Exercise goal:
Your answer should be every line from the records that contains "StudioConfig".

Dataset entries
* * * * * * *

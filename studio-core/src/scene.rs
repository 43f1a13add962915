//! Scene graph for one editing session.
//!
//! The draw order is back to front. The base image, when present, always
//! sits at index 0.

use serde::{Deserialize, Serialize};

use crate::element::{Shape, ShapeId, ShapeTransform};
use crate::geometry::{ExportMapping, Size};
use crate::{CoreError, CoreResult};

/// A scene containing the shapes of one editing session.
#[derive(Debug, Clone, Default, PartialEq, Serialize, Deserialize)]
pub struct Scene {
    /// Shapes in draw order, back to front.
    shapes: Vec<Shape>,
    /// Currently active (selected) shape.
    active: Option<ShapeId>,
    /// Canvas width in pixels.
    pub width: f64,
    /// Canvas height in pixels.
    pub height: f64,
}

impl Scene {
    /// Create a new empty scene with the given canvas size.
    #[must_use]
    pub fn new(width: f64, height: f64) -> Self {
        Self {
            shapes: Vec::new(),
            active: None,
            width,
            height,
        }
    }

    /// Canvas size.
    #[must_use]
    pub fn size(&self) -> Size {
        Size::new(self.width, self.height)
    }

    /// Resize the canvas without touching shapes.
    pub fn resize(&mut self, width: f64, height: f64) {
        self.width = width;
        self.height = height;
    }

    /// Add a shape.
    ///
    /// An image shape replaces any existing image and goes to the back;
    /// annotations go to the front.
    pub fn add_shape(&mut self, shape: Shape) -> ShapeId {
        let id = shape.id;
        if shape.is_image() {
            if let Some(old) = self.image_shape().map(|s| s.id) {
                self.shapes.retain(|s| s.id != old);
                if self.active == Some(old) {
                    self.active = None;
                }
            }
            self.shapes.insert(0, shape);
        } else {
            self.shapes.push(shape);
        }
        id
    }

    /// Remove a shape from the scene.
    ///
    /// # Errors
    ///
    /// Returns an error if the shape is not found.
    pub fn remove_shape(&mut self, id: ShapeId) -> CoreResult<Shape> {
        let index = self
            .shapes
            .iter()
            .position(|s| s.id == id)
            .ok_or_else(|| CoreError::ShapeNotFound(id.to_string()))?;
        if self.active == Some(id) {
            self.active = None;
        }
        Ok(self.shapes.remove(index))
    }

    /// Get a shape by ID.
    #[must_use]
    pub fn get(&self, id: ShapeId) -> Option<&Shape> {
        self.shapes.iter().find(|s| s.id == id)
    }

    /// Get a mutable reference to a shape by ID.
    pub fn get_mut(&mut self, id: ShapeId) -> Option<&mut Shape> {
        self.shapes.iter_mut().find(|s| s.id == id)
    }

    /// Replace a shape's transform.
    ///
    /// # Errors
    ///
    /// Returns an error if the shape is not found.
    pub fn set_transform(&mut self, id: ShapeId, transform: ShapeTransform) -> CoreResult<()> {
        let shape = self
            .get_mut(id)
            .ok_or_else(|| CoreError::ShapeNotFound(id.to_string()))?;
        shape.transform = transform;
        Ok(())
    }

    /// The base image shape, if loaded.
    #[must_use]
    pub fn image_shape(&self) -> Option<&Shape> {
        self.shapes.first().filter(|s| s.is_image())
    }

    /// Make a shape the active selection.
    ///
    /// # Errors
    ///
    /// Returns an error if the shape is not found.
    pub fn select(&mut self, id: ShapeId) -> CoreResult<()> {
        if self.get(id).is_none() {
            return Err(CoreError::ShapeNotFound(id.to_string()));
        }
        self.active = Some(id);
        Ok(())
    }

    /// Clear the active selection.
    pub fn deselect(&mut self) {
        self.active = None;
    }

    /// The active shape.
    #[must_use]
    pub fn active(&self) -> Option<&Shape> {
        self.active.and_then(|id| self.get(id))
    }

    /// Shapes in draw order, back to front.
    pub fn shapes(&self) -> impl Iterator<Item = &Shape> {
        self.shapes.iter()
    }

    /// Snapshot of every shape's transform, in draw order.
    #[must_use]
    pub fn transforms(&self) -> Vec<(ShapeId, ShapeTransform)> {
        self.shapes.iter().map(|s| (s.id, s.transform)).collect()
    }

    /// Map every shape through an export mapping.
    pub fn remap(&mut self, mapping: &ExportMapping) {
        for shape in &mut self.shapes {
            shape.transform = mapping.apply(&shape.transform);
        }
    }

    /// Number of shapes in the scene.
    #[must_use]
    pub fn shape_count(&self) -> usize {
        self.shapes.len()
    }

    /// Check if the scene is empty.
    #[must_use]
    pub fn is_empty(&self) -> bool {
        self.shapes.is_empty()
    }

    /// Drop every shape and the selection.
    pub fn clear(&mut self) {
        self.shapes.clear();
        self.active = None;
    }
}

* * * * * * *

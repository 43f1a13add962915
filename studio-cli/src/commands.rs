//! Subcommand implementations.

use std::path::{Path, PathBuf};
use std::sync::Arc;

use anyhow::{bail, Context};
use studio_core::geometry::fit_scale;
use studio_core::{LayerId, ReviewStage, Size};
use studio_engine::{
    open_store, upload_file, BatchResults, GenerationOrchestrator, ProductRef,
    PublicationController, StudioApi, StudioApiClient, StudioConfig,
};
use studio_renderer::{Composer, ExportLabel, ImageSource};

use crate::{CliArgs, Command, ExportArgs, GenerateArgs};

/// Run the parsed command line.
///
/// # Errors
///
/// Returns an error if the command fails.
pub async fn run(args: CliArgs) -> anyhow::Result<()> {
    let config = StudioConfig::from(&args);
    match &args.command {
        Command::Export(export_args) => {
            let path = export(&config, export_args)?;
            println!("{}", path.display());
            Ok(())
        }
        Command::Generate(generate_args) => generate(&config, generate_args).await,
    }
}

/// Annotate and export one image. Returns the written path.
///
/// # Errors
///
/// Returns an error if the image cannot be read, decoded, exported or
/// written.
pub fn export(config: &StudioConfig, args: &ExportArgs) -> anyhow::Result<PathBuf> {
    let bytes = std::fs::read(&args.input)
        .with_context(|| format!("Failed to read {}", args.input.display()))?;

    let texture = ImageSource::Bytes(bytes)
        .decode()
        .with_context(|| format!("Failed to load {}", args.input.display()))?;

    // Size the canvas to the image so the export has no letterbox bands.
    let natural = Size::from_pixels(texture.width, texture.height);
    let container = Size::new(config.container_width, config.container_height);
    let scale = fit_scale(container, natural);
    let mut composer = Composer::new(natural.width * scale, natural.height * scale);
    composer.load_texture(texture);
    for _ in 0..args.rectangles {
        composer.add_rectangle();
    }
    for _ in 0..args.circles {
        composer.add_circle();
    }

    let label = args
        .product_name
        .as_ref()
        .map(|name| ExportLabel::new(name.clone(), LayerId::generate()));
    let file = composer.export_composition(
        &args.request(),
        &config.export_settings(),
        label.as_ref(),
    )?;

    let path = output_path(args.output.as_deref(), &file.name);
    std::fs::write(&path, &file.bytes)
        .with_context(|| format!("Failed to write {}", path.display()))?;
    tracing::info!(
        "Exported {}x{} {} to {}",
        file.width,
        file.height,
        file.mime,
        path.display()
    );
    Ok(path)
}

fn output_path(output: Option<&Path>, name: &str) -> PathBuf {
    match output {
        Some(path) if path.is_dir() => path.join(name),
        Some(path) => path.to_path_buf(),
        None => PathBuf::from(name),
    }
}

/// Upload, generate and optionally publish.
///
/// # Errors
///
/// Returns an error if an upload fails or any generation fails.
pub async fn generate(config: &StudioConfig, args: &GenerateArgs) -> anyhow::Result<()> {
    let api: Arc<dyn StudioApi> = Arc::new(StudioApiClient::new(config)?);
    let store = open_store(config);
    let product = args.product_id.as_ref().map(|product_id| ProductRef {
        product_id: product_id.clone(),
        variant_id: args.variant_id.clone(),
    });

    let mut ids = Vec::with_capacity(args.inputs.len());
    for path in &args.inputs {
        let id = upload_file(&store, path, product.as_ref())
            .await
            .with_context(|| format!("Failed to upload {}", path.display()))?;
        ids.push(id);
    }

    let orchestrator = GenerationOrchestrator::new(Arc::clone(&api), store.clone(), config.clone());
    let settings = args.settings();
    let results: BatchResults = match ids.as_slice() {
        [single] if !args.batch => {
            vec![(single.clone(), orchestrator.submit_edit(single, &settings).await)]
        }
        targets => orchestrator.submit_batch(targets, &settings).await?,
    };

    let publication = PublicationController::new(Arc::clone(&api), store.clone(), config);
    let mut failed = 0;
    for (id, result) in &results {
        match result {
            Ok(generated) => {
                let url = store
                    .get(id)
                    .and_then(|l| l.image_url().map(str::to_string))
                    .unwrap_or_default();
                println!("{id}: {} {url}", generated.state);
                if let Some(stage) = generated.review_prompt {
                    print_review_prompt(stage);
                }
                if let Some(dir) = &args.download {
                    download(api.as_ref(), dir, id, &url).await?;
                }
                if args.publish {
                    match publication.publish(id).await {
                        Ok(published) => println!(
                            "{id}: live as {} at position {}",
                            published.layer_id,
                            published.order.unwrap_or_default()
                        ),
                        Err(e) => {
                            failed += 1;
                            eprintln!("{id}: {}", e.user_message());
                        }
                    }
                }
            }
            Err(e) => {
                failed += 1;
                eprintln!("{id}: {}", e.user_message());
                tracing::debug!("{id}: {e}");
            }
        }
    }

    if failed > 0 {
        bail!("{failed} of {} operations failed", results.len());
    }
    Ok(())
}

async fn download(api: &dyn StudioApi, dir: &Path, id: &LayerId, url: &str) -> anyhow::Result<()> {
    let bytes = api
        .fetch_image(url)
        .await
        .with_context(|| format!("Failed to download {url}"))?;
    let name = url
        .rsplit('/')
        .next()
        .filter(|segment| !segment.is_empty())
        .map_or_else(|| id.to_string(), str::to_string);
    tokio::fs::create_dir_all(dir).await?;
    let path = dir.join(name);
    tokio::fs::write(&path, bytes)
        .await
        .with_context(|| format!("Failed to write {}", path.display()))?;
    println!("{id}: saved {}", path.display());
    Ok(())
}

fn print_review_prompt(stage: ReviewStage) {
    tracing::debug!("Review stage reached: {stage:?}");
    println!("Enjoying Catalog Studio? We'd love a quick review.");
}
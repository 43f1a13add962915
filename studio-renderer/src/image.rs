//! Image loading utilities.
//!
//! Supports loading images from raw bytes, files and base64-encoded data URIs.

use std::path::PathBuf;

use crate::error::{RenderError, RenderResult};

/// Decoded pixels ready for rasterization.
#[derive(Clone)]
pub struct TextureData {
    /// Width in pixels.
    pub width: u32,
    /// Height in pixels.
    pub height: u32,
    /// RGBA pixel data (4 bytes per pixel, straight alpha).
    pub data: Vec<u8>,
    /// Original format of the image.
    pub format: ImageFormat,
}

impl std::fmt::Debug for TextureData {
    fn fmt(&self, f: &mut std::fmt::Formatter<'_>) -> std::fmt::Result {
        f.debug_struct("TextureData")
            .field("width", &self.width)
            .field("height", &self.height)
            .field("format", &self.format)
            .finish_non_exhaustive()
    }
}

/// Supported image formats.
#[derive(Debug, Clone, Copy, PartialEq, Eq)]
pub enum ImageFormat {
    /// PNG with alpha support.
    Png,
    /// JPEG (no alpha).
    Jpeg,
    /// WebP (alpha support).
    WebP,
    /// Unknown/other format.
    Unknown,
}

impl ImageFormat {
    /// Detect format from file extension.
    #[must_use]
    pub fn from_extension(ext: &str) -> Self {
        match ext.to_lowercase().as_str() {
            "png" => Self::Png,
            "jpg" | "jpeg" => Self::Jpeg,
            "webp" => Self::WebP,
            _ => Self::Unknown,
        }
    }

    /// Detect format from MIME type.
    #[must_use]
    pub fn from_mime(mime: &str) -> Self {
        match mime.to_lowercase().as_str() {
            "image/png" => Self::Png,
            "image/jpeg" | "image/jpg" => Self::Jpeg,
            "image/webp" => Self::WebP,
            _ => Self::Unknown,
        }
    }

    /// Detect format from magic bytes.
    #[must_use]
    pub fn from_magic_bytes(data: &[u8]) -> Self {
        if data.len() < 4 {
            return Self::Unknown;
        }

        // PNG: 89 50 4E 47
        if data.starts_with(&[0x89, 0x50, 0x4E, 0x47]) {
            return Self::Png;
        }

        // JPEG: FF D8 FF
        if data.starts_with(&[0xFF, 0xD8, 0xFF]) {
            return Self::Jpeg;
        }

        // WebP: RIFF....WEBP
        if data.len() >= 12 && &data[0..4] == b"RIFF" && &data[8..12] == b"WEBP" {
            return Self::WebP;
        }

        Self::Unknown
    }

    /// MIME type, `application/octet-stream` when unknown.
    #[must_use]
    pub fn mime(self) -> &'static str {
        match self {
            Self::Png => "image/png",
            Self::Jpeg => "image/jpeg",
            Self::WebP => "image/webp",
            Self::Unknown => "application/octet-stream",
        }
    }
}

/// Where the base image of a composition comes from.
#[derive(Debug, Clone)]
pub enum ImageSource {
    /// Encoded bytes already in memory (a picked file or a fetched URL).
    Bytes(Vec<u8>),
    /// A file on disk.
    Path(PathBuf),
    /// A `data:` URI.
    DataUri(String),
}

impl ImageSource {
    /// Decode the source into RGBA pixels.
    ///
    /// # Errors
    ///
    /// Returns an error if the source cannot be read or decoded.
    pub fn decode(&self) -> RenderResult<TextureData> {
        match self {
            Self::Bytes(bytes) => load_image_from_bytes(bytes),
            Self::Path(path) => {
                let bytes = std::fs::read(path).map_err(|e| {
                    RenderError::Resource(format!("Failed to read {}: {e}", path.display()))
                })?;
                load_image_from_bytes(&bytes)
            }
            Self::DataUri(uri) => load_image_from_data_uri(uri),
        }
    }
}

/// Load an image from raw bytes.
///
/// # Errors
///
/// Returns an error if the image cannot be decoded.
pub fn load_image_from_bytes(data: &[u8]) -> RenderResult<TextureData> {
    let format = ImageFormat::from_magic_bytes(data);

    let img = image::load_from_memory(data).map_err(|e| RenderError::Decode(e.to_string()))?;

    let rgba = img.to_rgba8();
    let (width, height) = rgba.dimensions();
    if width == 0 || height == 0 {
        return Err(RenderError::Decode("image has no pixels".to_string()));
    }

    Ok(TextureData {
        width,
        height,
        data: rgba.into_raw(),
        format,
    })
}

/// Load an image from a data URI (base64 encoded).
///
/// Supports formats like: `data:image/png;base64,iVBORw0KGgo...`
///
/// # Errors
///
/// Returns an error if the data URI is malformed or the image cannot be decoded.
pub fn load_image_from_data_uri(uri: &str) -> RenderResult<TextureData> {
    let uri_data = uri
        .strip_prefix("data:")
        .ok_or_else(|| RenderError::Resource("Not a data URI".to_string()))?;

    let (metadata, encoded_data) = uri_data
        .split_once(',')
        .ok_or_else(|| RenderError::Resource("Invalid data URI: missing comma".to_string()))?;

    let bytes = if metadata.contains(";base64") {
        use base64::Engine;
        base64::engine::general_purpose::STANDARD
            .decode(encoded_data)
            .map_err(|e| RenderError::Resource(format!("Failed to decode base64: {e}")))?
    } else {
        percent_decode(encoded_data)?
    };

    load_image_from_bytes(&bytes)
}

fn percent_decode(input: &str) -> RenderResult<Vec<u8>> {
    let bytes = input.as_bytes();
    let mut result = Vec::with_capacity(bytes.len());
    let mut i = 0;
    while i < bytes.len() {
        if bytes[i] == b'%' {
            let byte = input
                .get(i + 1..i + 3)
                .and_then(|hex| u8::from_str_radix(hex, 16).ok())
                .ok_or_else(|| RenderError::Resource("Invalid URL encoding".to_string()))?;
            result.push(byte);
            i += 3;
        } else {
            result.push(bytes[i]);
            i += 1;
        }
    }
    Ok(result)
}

* * * * * * *

Task response:
    PublicationController, StudioApi, StudioApiClient, StudioConfig,
    let config = StudioConfig::from(&args);
pub fn export(config: &StudioConfig, args: &ExportArgs) -> anyhow::Result<PathBuf> {
pub async fn generate(config: &StudioConfig, args: &GenerateArgs) -> anyhow::Result<()> {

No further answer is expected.